Cravath’s broad-based corporate practice encompasses U.S. and cross-border mergers and acquisitions and all types of public and private financing transactions in the global capital and banking markets, as well as corporate governance and board advisory, financial restructuring and reorganization, environmental and intellectual property matters.  We have recently represented:

  • Disney in its $85 billion acquisition of 21st Century Fox, overcoming Comcast’s interloper bid; the $10.6 billion sale of the Fox Regional Sports Networks to Sinclair; and the $3.47 billion sale of its interest in the YES Network to an investor group including the Yankees and Sinclair.

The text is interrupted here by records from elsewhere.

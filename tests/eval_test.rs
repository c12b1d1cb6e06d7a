//! Тесты оценщика рук: категории, тай-брейки, стриты, неполные руки.

use holdem_round::domain::card::{parse_cards, Card, Rank, Suit};
use holdem_round::domain::deck::Deck;
use holdem_round::engine::RandomSource;
use holdem_round::eval::{
    compute_hand, describe_hand, evaluate_best_hand, evaluate_cards, HandCategory, HandRank,
};
use holdem_round::infra::DeterministicRng;

fn cards(s: &str) -> Vec<Card> {
    parse_cards(s).unwrap()
}

fn category_of(s: &str) -> HandCategory {
    let hand = cards(s);
    compute_hand(&hand, &hand).category()
}

fn rank_of(s: &str) -> HandRank {
    let hand = cards(s);
    compute_hand(&hand, &hand).rank
}

#[test]
fn detects_every_category_on_five_cards() {
    assert_eq!(category_of("Ah Kd 9c 7s 3h"), HandCategory::HighCard);
    assert_eq!(category_of("Ah Ad 9c 7s 3h"), HandCategory::OnePair);
    assert_eq!(category_of("Ah Ad 9c 9s 3h"), HandCategory::TwoPair);
    assert_eq!(category_of("Ah Ad Ac 9s 3h"), HandCategory::ThreeOfAKind);
    assert_eq!(category_of("9h Td Jc Qs Kh"), HandCategory::Straight);
    assert_eq!(category_of("2h 7h 9h Jh Kh"), HandCategory::Flush);
    assert_eq!(category_of("Ah Ad Ac 9s 9h"), HandCategory::FullHouse);
    assert_eq!(category_of("Ah Ad Ac As 9h"), HandCategory::FourOfAKind);
    assert_eq!(category_of("5d 6d 7d 8d 9d"), HandCategory::StraightFlush);
}

#[test]
fn royal_flush_is_named_but_shares_category() {
    let hand = cards("Ts Js Qs Ks As");
    let value = compute_hand(&hand, &hand);
    assert_eq!(value.category(), HandCategory::StraightFlush);
    assert!(value.is_royal());
    assert_eq!(value.name(), "royal flush");
    assert_eq!(describe_hand(value.rank), "Royal flush");

    let lower = cards("9s Ts Js Qs Ks");
    let lower_value = compute_hand(&lower, &lower);
    assert!(!lower_value.is_royal());
    assert_eq!(lower_value.name(), "straight flush");
    assert!(value.rank > lower_value.rank);
}

#[test]
fn wheel_is_a_five_high_straight() {
    let wheel = rank_of("Ah 2d 3c 4s 5h");
    assert_eq!(wheel.category(), HandCategory::Straight);
    assert_eq!(wheel.tiebreak().first(), Some(&Rank::Five));

    let six_high = rank_of("2d 3c 4s 5h 6c");
    assert!(six_high > wheel, "6-high стрит старше wheel");
}

#[test]
fn wrap_around_run_is_not_a_straight() {
    assert_eq!(category_of("Qh Kd Ac 2s 3h"), HandCategory::HighCard);
    assert_eq!(category_of("Jh Qd Kc As 2h"), HandCategory::HighCard);
}

#[test]
fn weakest_quads_beat_strongest_full_house() {
    let quads = rank_of("2h 2d 2c 2s 3h");
    let boat = rank_of("Ah Ad Ac Ks Kh");
    assert!(quads > boat);
}

#[test]
fn category_dominates_every_kicker() {
    let ordered = [
        "7h 5d 4c 3s 2h", // худший high card
        "2h 2d 3c 4s 5h", // худшая пара
        "3h 3d 2c 2s 4h",
        "2h 2d 2c 3s 4h",
        "Ah 2d 3c 4s 5h", // wheel
        "2h 3h 4h 5h 7h",
        "2h 2d 2c 3s 3h",
        "2h 2d 2c 2s 3h",
        "Ah 2h 3h 4h 5h",
    ];
    let best_of_previous = [
        "Ah Kd Qc Js 9h",
        "Ah Ad Kc Qs Jh",
        "Ah Ad Kc Ks Qh",
        "Ah Ad Ac Ks Qh",
        "Ah Kd Qc Js Th",
        "Ah Kh Qh Jh 9h",
        "Ah Ad Ac Ks Kh",
        "Ah Ad Ac As Kh",
    ];
    for i in 1..ordered.len() {
        let weakest = rank_of(ordered[i]);
        let strongest_below = rank_of(best_of_previous[i - 1]);
        assert_eq!(weakest.category() as u8, i as u8);
        assert!(
            weakest > strongest_below,
            "{} должен быть сильнее {}",
            ordered[i],
            best_of_previous[i - 1]
        );
    }
}

#[test]
fn kickers_break_ties_within_category() {
    assert!(rank_of("Ah Ad Kc 9s 3h") > rank_of("Ah Ad Qc 9s 3h"));
    assert!(rank_of("Kh Kd 5c 5s 2h") > rank_of("Kh Kd 4c 4s Ah"));
    assert!(rank_of("Kh Kd 5c 5s 3h") > rank_of("Kc Ks 5h 5d 2h"));
    assert!(rank_of("9h 9d 9c As 2h") > rank_of("9h 9d 9c Ks Qh"));
    assert!(rank_of("3h 3d 3c As Ah") > rank_of("2h 2d 2c As Ah"));
    assert!(rank_of("Ah Jh 9h 7h 3h") > rank_of("Ah Jh 9h 7h 2h"));
}

#[test]
fn equal_ranks_in_different_suits_tie() {
    assert_eq!(rank_of("Ah Kd 9c 7s 3h"), rank_of("Ad Kc 9s 7h 3c"));
}

#[test]
fn best_five_are_chosen_from_seven() {
    // Флеш-дро + стрит на борде: лучший вариант, стрит-флеш.
    let hole = cards("8c Kc");
    let board = cards("9c Tc Jc Qc 2d");
    let rank = evaluate_best_hand(&hole, &board);
    assert_eq!(rank.category(), HandCategory::StraightFlush);
    assert_eq!(rank.tiebreak().first(), Some(&Rank::King));

    // Два сета: выбирается фулл-хаус со старшим сетом.
    let all = cards("Qh Qd Qc 7s 7h 7d 2c");
    let value = compute_hand(&all, &all);
    assert_eq!(value.category(), HandCategory::FullHouse);
    assert_eq!(value.rank.tiebreak(), vec![Rank::Queen, Rank::Seven]);
    assert_eq!(value.cards.len(), 5);
}

#[test]
fn fewer_than_five_cards_use_multiplicity_categories_only() {
    assert_eq!(category_of("Ah Ad"), HandCategory::OnePair);
    assert_eq!(category_of("Ah Kd"), HandCategory::HighCard);
    assert_eq!(category_of("Ah Ad Kc Ks"), HandCategory::TwoPair);
    assert_eq!(category_of("7h 7d 7c"), HandCategory::ThreeOfAKind);
    assert_eq!(category_of("7h 7d 7c 7s"), HandCategory::FourOfAKind);
    // Четыре одномастные подряд, ещё не стрит и не флеш.
    assert_eq!(category_of("9h Th Jh Qh"), HandCategory::HighCard);

    assert!(rank_of("Ah Ad") > rank_of("Kh Kd"));
    assert!(rank_of("Ah Kd") > rank_of("Ah Qd"));
}

#[test]
fn main_cards_anchor_every_combination() {
    // На борде роял, но каждая комбинация обязана включать карманную карту.
    let hole = cards("2c 3d");
    let mut all = hole.clone();
    all.extend(cards("As Ks Qs Js Ts"));

    let anchored = compute_hand(&all, &hole);
    assert_eq!(anchored.category(), HandCategory::HighCard);
    assert!(anchored.cards.iter().any(|c| hole.contains(c)));

    let free = compute_hand(&all, &all);
    assert_eq!(free.category(), HandCategory::StraightFlush);
}

#[test]
fn main_cards_missing_from_pool_are_added() {
    let value = compute_hand(&cards("Ah"), &cards("Ad"));
    assert_eq!(value.category(), HandCategory::OnePair);
}

#[test]
fn decisive_card_is_highest_card_of_best_hand() {
    let hand = cards("Kd 9c 7s 3h As");
    let value = compute_hand(&hand, &hand);
    let top = value.decisive_card().unwrap();
    assert_eq!(top.rank, Rank::Ace);
    assert_eq!(top.suit, Suit::Spades);
}

/// Независимая классификация ровно пяти карт «в лоб».
fn reference_category(hand: &[Card]) -> HandCategory {
    let mut counts = [0u8; 15];
    for card in hand {
        counts[card.rank.value() as usize] += 1;
    }
    let mut groups: Vec<u8> = counts.iter().copied().filter(|&n| n > 0).collect();
    groups.sort_unstable_by(|a, b| b.cmp(a));

    let flush = hand.iter().all(|c| c.suit == hand[0].suit);
    let mut values: Vec<u8> = hand.iter().map(|c| c.rank.value()).collect();
    values.sort_unstable();
    let distinct = groups.len() == 5;
    let straight = distinct
        && (values[4] - values[0] == 4 || values == vec![2, 3, 4, 5, 14]);

    match (straight, flush, groups.as_slice()) {
        (true, true, _) => HandCategory::StraightFlush,
        (_, _, [4, 1]) => HandCategory::FourOfAKind,
        (_, _, [3, 2]) => HandCategory::FullHouse,
        (false, true, _) => HandCategory::Flush,
        (true, false, _) => HandCategory::Straight,
        (_, _, [3, 1, 1]) => HandCategory::ThreeOfAKind,
        (_, _, [2, 2, 1]) => HandCategory::TwoPair,
        (_, _, [2, 1, 1, 1]) => HandCategory::OnePair,
        _ => HandCategory::HighCard,
    }
}

#[test]
fn every_sampled_five_card_set_matches_exactly_its_reference_category() {
    let mut rng = DeterministicRng::from_seed(7);
    let mut deck = Deck::standard_52();

    for _ in 0..5_000 {
        rng.shuffle(&mut deck.cards);
        let hand = &deck.cards[..5];
        let rank = evaluate_cards(hand);
        assert_eq!(
            rank.category(),
            reference_category(hand),
            "рука {:?}",
            hand
        );
    }
}
use core::fmt;

use serde::{Deserialize, Serialize};

use crate::domain::card::{Card, Rank, Suit};

use super::evaluator::compute_hand;
use super::hand_rank::{HandCategory, HandValue};

/// Решающая карта при победе старшей картой.
#[derive(Clone, Copy, Debug, Serialize, Deserialize, PartialEq, Eq)]
pub struct HighCard {
    pub suit: Suit,
    pub rank: Rank,
}

impl fmt::Display for HighCard {
    /// Формат вида `A of hearts`.
    fn fmt(&self, f: &mut fmt::Formatter<'_>) -> fmt::Result {
        write!(f, "{} of {}", self.rank, self.suit.name())
    }
}

/// Итог сравнения рук.
#[derive(Clone, Debug, Serialize, Deserialize, PartialEq, Eq)]
pub enum ShowdownResult {
    Win {
        /// Индекс победителя во входном списке рук.
        index: usize,
        /// Лучшая рука победителя.
        hand: HandValue,
        /// Заполняется только для категории high card.
        high_card: Option<HighCard>,
    },
    Draw,
}

impl ShowdownResult {
    pub fn is_draw(&self) -> bool {
        matches!(self, ShowdownResult::Draw)
    }

    pub fn winner(&self) -> Option<usize> {
        match self {
            ShowdownResult::Win { index, .. } => Some(*index),
            ShowdownResult::Draw => None,
        }
    }

    /// Имя выигравшей комбинации.
    pub fn name(&self) -> Option<&'static str> {
        match self {
            ShowdownResult::Win { hand, .. } => Some(hand.name()),
            ShowdownResult::Draw => None,
        }
    }

    /// Перевести индекс победителя (например, из позиции претендента в место за столом).
    pub fn map_index<F: FnOnce(usize) -> usize>(self, f: F) -> Self {
        match self {
            ShowdownResult::Win {
                index,
                hand,
                high_card,
            } => ShowdownResult::Win {
                index: f(index),
                hand,
                high_card,
            },
            ShowdownResult::Draw => ShowdownResult::Draw,
        }
    }
}

/// Сравнить руки игроков при общих картах `community`.
///
/// Одинаковое лучшее значение у нескольких игроков, ничья. Исключение:
/// если все лидеры собрали только high card, побеждает тот, чья старшая
/// карта старше по масти (Clubs < Diamonds < Hearts < Spades). В классическом
/// холдеме так не делают, это поведение продукта. Если у лидеров решающая
/// карта одна и та же (с борда), ничья.
pub fn compare_hands<H: AsRef<[Card]>>(hands: &[H], community: &[Card]) -> ShowdownResult {
    let values: Vec<HandValue> = hands
        .iter()
        .map(|hand| {
            let mut pool = hand.as_ref().to_vec();
            pool.extend_from_slice(community);
            compute_hand(&pool, &pool)
        })
        .collect();

    let best = match values.iter().map(|v| v.rank).max() {
        Some(best) => best,
        None => return ShowdownResult::Draw,
    };

    let leaders: Vec<usize> = values
        .iter()
        .enumerate()
        .filter(|(_, v)| v.rank == best)
        .map(|(i, _)| i)
        .collect();

    let winner = match leaders.as_slice() {
        [single] => *single,
        _ if best.category() == HandCategory::HighCard => {
            // Ранги совпадают полностью. Старшая карта может оказаться общей
            // (одна и та же карта с борда), тогда масть ничего не решает.
            let suits: Vec<_> = leaders
                .iter()
                .map(|&i| values[i].decisive_card().map(|c| c.suit))
                .collect();
            let top = suits.iter().max().copied().flatten();
            let holders: Vec<usize> = leaders
                .iter()
                .zip(&suits)
                .filter(|(_, s)| **s == top)
                .map(|(&i, _)| i)
                .collect();
            match holders.as_slice() {
                [single] => *single,
                _ => return ShowdownResult::Draw,
            }
        }
        _ => return ShowdownResult::Draw,
    };

    let hand = values[winner].clone();
    let high_card = if hand.category() == HandCategory::HighCard {
        hand.decisive_card().map(|c| HighCard {
            suit: c.suit,
            rank: c.rank,
        })
    } else {
        None
    };

    ShowdownResult::Win {
        index: winner,
        hand,
        high_card,
    }
}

  • Occidental in its $57 billion acquisition of Anadarko, topping Anadarko’s original agreement with Chevron; the $8.8 billion sale of Anadarko’s African assets to Total; its $10 billion investment by Berkshire Hathaway; and its defense against Carl Icahn.
  • Mylan in its pending $50 billion combination with Upjohn, a division of Pfizer.
  • Viacom’s Board Committee in its $30 billion combination with CBS.
  • Novartis in its $29.8 billion spin-off of Alcon, Switzerland’s biggest equity deal in a decade and Europe’s largest-ever corporate spin-off.
  • The Ricketts family in connection with Charles Schwab’s pending $26 billion acquisition of TD Ameritrade.
  • The underwriters, led by Credit Suisse, Goldman Sachs and JPMorgan Chase, in the $1.41 billion IPO of Reynolds.
  • The lead banks in the arrangement of financing for DoorDash, DowDuPont, The Home Depot, Thomson Reuters, Tupperware and Walmart.